May it suffice to say that it matters not how large a group of people may perpetuate a series of apparently reasonable conclusions that are otherwise based on a false premise: they're still, all mistaken. The following circumstance is an example of how such wayward dynamics can occur...
In a series of harsh exhanges between two oppositional elements it came to pass that one side of this argument projected the statement that 'the definition for insanity is doing the same thing over and over again and expecting different results'. This happened fairly recently, at a time when all participating adversaries had access to the internet, where they (apparently) Googled 'definition for insanity' and retrieved a quote from Einstein that in fact does say the above definition for insanity.
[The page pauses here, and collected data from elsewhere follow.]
//! Integration tests for the Kafka publishing pipeline.
//!
//! These tests are ignored by default and should only be run in an
//! environment with Docker available. They use the docker-compose file under
//! `demos/kafka` to spin up a single-broker Kafka, so they must not run
//! concurrently.
//!
//! To run these tests locally:
//! `cargo test -- --ignored --test-threads=1`

mod docker_compose_guard;

use std::{sync::Arc, time::Duration};

use herald::{
    config::KafkaConfig,
    publisher::{BrokerClient, DeliveryStrategy, KafkaBrokerClient, LibraryEventPublisher},
    test_helpers::LibraryEventBuilder,
};
use rdkafka::{
    ClientConfig, Message,
    consumer::{Consumer, StreamConsumer},
};
use tokio::time::timeout;

use crate::docker_compose_guard::DockerComposeGuard;

const KAFKA_DOCKER_COMPOSE: &str = "demos/kafka/docker-compose.yml";

const NEW_EVENT_WIRE: &str = r#"{"libraryEventType":"NEW","libraryEventId":null,"book":{"bookId":123,"bookName":"War and Peace","bookAuthor":"L.Tolstoy"}}"#;
const UPDATE_EVENT_WIRE: &str = r#"{"libraryEventType":"UPDATE","libraryEventId":123,"book":{"bookId":123,"bookName":"War and Peace","bookAuthor":"L.Tolstoy"}}"#;

fn test_consumer(brokers: &str, topic: &str, group_id: &str) -> StreamConsumer {
    let consumer: StreamConsumer = ClientConfig::new()
        .set("bootstrap.servers", brokers)
        .set("group.id", group_id)
        .set("auto.offset.reset", "earliest")
        .create()
        .expect("Consumer creation failed");

    consumer.subscribe(&[topic]).expect("Can't subscribe to topic");
    consumer
}

#[tokio::test]
#[ignore]
async fn synchronous_publish_round_trips_exact_wire_payload() {
    let _docker_guard = DockerComposeGuard::new(KAFKA_DOCKER_COMPOSE);

    let kafka_config = KafkaConfig {
        brokers: "127.0.0.1:9092".to_string(),
        topic: "library-events-sync-it".to_string(),
        ..Default::default()
    };

    let client = Arc::new(KafkaBrokerClient::from_config(&kafka_config).unwrap());
    let publisher =
        LibraryEventPublisher::new(client as Arc<dyn BrokerClient>, kafka_config.topic.clone());

    let event = LibraryEventBuilder::new().build();
    let delivery =
        publisher.publish(&event, DeliveryStrategy::Synchronous).await.unwrap().unwrap();
    assert!(delivery.offset >= 0);

    let consumer =
        test_consumer(&kafka_config.brokers, &kafka_config.topic, "herald-sync-it-group");

    let message_result = timeout(Duration::from_secs(10), consumer.recv()).await;
    assert!(message_result.is_ok(), "Timed out waiting for message from Kafka");

    let message = message_result.unwrap().expect("Error receiving message");
    let received_payload = message.payload().expect("Message has no payload");

    assert_eq!(received_payload, NEW_EVENT_WIRE.as_bytes());
    assert!(message.key().is_none(), "A new event must be published unkeyed");
    assert_eq!(message.partition(), delivery.partition);
}

#[tokio::test]
#[ignore]
async fn fire_and_forget_update_event_carries_integer_key() {
    let _docker_guard = DockerComposeGuard::new(KAFKA_DOCKER_COMPOSE);

    let kafka_config = KafkaConfig {
        brokers: "127.0.0.1:9092".to_string(),
        topic: "library-events-async-it".to_string(),
        ..Default::default()
    };

    let client = Arc::new(KafkaBrokerClient::from_config(&kafka_config).unwrap());
    let publisher = LibraryEventPublisher::new(
        Arc::clone(&client) as Arc<dyn BrokerClient>,
        kafka_config.topic.clone(),
    );

    let event = LibraryEventBuilder::new().library_event_id(123).build();
    let outcome = publisher.publish(&event, DeliveryStrategy::ExplicitRouting).await.unwrap();
    assert!(outcome.is_none(), "Fire-and-forget must not return a delivery");

    // Drain the in-flight delivery before consuming it back.
    client.flush(Duration::from_secs(10)).await.unwrap();

    let consumer =
        test_consumer(&kafka_config.brokers, &kafka_config.topic, "herald-async-it-group");

    let message_result = timeout(Duration::from_secs(10), consumer.recv()).await;
    assert!(message_result.is_ok(), "Timed out waiting for message from Kafka");

    let message = message_result.unwrap().expect("Error receiving message");

    assert_eq!(message.payload().expect("Message has no payload"), UPDATE_EVENT_WIRE.as_bytes());
    assert_eq!(message.key().expect("Message has no key"), &[0u8, 0, 0, 123][..]);
}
Because Einstein said it, the adherents to this definition evidently felt that they stood on unassailable ground; moreover this rigid dogma was projected on a physics buff whose work is based on that of Einstein.
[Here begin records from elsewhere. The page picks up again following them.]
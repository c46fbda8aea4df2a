//! Event publishing: the domain publisher, the broker client contract, and
//! its Kafka implementation.

mod error;
mod event_publisher;
mod kafka;
mod record;
mod traits;

pub use error::{BrokerError, PublishError};
pub use event_publisher::{DeliveryStrategy, LibraryEventPublisher};
pub use kafka::KafkaBrokerClient;
pub use record::{Delivery, PublishKey, PublishRecord};
pub use traits::BrokerClient;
Meanwhile, the clinical/legal definition for insanity is when an individual or group is incapable of caring for themselves and/or not responsible for their actions, or, when a person or group is a physical threat to themselves or others.
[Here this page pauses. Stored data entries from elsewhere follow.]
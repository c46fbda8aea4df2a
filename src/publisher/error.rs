/// Errors surfaced by the broker transport.
#[derive(Debug, thiserror::Error)]
pub enum BrokerError {
    /// Kafka error
    #[error("Kafka error: {0}")]
    Kafka(#[from] rdkafka::error::KafkaError),
}

/// Errors surfaced by a publish call.
#[derive(Debug, thiserror::Error)]
pub enum PublishError {
    /// The event graph contained a value the encoder could not represent.
    /// Always raised synchronously, before anything is submitted.
    #[error("failed to serialize library event: {0}")]
    Serialization(#[from] serde_json::Error),

    /// The broker acknowledged the send as failed, or the wait for the
    /// acknowledgment was interrupted. Only the synchronous strategy
    /// surfaces this; the fire-and-forget strategies log and drop it.
    #[error("broker send failed: {0}")]
    Broker(#[from] BrokerError),
}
As regards the Einstein quote, it was taken out of a context of applied experimental science in a measured, correspondingly specialised and highly controlled setting.
Colloquially - and scientifically - speaking, it is extremely difficult and often not possible to actually keep on 'doing the same thing', and there are as many examples as there are existential events and human activities, such as, quasi ritualistic movements, excersizes and procedures of swimming or walking across a river; which engages the age old anecdote that one (or more) individual(s) 'cannot cross the same river, twice'; neither can one act out (exactly) the same golf or tennis stroke or swing. Fishing also entails ritualistic repetitive motions of preparing tackle and baiting hooks and/or casting lures or nets. None of the actions are exactly the same and consequently it is (with the exception of some controlled scientific methods and environments) nearly impossible to do exactly the same thing twice. Yet, the perpetrators of this skunk fight (one of whom holds a semi Bachelor's degree in psychology & computer technology) clung to their obsessed 'definition' of insanity - apparently 'secure' in the knowledge that their intransigence was based on a quote from Einstein.
Object lesson: the cited group kept repeating the same mistake, based on their flawed perception that it was based on a statement by a recognized authority.
Refer, 'Conformist, group aggression: the most common, the most dangerous and the most difficult to discontinue'. - Eric Fromm, The Anatomy of Human Destructiveness
"One must avoid the obstinate error of thinking they understand something that they don't actually understand". - (paraphrased) Robert Pirsig, Zen & the Art of Motorcycle Maintenence.